At a Dec. 1, 2016, meeting, the state-owned corporation’s board of directors approved spending up to $250,000 “to enter into contracts … for the preliminary survey, property appraisal, initial site design, site engineering and permitting processes” for the launch site. AAC CEO Craig Campbell estimated he has so far spent $30,000 to $35,000 of those funds on preliminary surveys.
The company currently operates the Pacific Spaceport Complex Alaska at Narrow Cape on Kodiak Island. The Kodiak launch facility is capable of polar, sun-synchronous and high-inclination orbits, but cannot support the equatorial launches that make up most of the industry demand.
Exploring the possibility of an equatorial launch site is an attempt to “capture 100 percent of the market” for launches, Campbell said.
Customers with a need for both polar and equatorial launches would be able to sign one contract and work with one company to meet all their demands, giving AAC “a tremendous competitive advantage over anybody else, because there’s no other launch site that can do both equatorial and polar in the United States of America,” he said.
The company has researched several sites and believes Hawaii or Saipan could meet its needs, according to Campbell.
Although the sites are not within Alaska, Alaskans will still benefit from the added revenue stream, he said.
“We’re headquartered in Alaska, we employ Alaskans. We’re trying to get more business for Kodiak, so if we can offer the full range of equatorial and polar, that gets more customers to come to us for polar operations out of Alaska,” Campbell said. “That gives us a greater opportunity to have more business at the PSCA, which is the goal and objective of why we’re doing this.”

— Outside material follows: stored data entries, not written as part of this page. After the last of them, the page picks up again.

// File: ./src/model/adapter.rs
// Turns event sources (ICS / JSON files) into CalendarEvents
use crate::error::{Error, Result};
use crate::model::event::CalendarEvent;
use chrono::{DateTime, Duration, NaiveDate, NaiveDateTime, TimeZone, Utc};
use icalendar::{Calendar as IcsCalendar, CalendarComponent, Component, Event};
use std::fs;
use std::path::Path;
use uuid::Uuid;

/// A parsed DTSTART/DTEND value. Date-only values mean an all-day event.
#[derive(Debug, Clone, Copy, PartialEq)]
enum IcsTime {
    Date(DateTime<Utc>),
    DateTime(DateTime<Utc>),
}

impl IcsTime {
    fn parse(val: &str) -> Option<Self> {
        let val = val.trim();
        if val.len() == 8 {
            NaiveDate::parse_from_str(val, "%Y%m%d")
                .ok()
                .and_then(|d| d.and_hms_opt(0, 0, 0))
                .map(|d| IcsTime::Date(d.and_utc()))
        } else {
            // Floating and TZID-qualified times are read as UTC.
            NaiveDateTime::parse_from_str(
                val,
                if val.ends_with('Z') {
                    "%Y%m%dT%H%M%SZ"
                } else {
                    "%Y%m%dT%H%M%S"
                },
            )
            .ok()
            .map(|d| IcsTime::DateTime(Utc.from_utc_datetime(&d)))
        }
    }

    fn instant(self) -> DateTime<Utc> {
        match self {
            IcsTime::Date(d) | IcsTime::DateTime(d) => d,
        }
    }
}

impl CalendarEvent {
    /// Reads every VEVENT of an iCalendar document.
    ///
    /// Components without a usable DTSTART are skipped; the rest is taken
    /// as-is. Floating and `TZID`-qualified times carry no offset here and
    /// are read as UTC, so they shift by the zone's offset. Only `Z` times
    /// and all-day dates are exact.
    pub fn from_ics(raw_ics: &str) -> Result<Vec<Self>> {
        let calendar: IcsCalendar = raw_ics.parse().map_err(|e| Error::Ics(format!("{}", e)))?;

        let events = calendar
            .components
            .iter()
            .filter_map(|c| match c {
                CalendarComponent::Event(e) => Some(e),
                _ => None,
            })
            .filter_map(|e| {
                let parsed = Self::from_vevent(e);
                if parsed.is_none() {
                    tracing::warn!(uid = ?e.get_uid(), "skipping VEVENT without DTSTART");
                }
                parsed
            })
            .collect();

        Ok(events)
    }

    fn from_vevent(event: &Event) -> Option<Self> {
        let start = event
            .properties()
            .get("DTSTART")
            .and_then(|p| IcsTime::parse(p.value()))?;
        let end = event
            .properties()
            .get("DTEND")
            .and_then(|p| IcsTime::parse(p.value()));

        let all_day = matches!(start, IcsTime::Date(_));
        let start = start.instant();
        let end = match end {
            Some(e) => e.instant(),
            None if all_day => start + Duration::days(1),
            None => start + Duration::hours(1),
        };

        let id = event
            .get_uid()
            .filter(|uid| !uid.is_empty())
            .map(str::to_string)
            .unwrap_or_else(|| Uuid::new_v4().to_string());
        let title = event.get_summary().unwrap_or("No Title").to_string();

        Some(CalendarEvent {
            id,
            start,
            end,
            all_day,
            title,
        })
    }

    /// Reads a JSON array of events in the engine's event shape.
    pub fn from_json(raw_json: &str) -> Result<Vec<Self>> {
        Ok(serde_json::from_str(raw_json)?)
    }
}

/// Parses `contents` according to the extension of `path` (`.json`, anything
/// else is treated as iCalendar).
pub fn parse_events(path: &Path, contents: &str) -> Result<Vec<CalendarEvent>> {
    let is_json = path
        .extension()
        .and_then(|e| e.to_str())
        .is_some_and(|e| e.eq_ignore_ascii_case("json"));

    if is_json {
        CalendarEvent::from_json(contents)
    } else {
        CalendarEvent::from_ics(contents)
    }
}

pub fn load_events<P: AsRef<Path>>(path: P) -> Result<Vec<CalendarEvent>> {
    let path = path.as_ref();
    let contents = fs::read_to_string(path)?;
    let events = parse_events(path, &contents)?;
    tracing::debug!(path = %path.display(), count = events.len(), "loaded events");
    Ok(events)
}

AAC has failed to turn a profit since its inception in 1991, and has therefore been subject to intense scrutiny from the public and some state legislators. The state ceased all funding to the corporation in late 2014.
Campbell has attributed the company’s failure to make a profit to past reliance solely on government contracts.
According to an Alaska Department of Military and Veterans Affairs department overview dated Jan. 19, the company diversified its customer base with commercial contracts with Rocket Lab USA and Vector Space Services, in addition to a contract with the Missile Defense Agency.
The company’s end of the year net position was $76.3 million, a $4.9 million increase over 2015, the overview states.
“The money we’re spending on this is from revenues we generate from business and we do not have any requests in front of the (Alaska) Legislature right now for sustainment funding,” Campbell said.
Although state legislators have called for AAC to return state investments in the company, Campbell said he first needs flexibility to turn a profit.
“Under the old way, it wasn’t going to work. So we have to do it differently,” he said. “If we don’t do it differently, you’re not going to get different results.”